SOURCE RECORDS
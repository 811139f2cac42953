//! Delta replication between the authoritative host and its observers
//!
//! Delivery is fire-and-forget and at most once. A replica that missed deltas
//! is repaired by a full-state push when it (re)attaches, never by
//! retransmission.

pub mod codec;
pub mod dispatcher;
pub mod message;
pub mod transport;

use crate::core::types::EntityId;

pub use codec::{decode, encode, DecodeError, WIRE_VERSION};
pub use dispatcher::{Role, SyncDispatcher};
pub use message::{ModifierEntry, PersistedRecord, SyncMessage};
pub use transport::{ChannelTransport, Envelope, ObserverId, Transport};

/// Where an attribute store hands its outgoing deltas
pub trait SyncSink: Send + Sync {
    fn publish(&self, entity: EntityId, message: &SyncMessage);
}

TASK DIRECTIONS
Respond with an exact reproduction of the lines running from the one that contains "(re)attaches, never by" through the end of the material.

OUTPUT FOR THIS EXERCISE
//! is repaired by a full-state push when it (re)attaches, never by
//! retransmission.

pub mod codec;
pub mod dispatcher;
pub mod message;
pub mod transport;

use crate::core::types::EntityId;

pub use codec::{decode, encode, DecodeError, WIRE_VERSION};
pub use dispatcher::{Role, SyncDispatcher};
pub use message::{ModifierEntry, PersistedRecord, SyncMessage};
pub use transport::{ChannelTransport, Envelope, ObserverId, Transport};

/// Where an attribute store hands its outgoing deltas
pub trait SyncSink: Send + Sync {
    fn publish(&self, entity: EntityId, message: &SyncMessage);
}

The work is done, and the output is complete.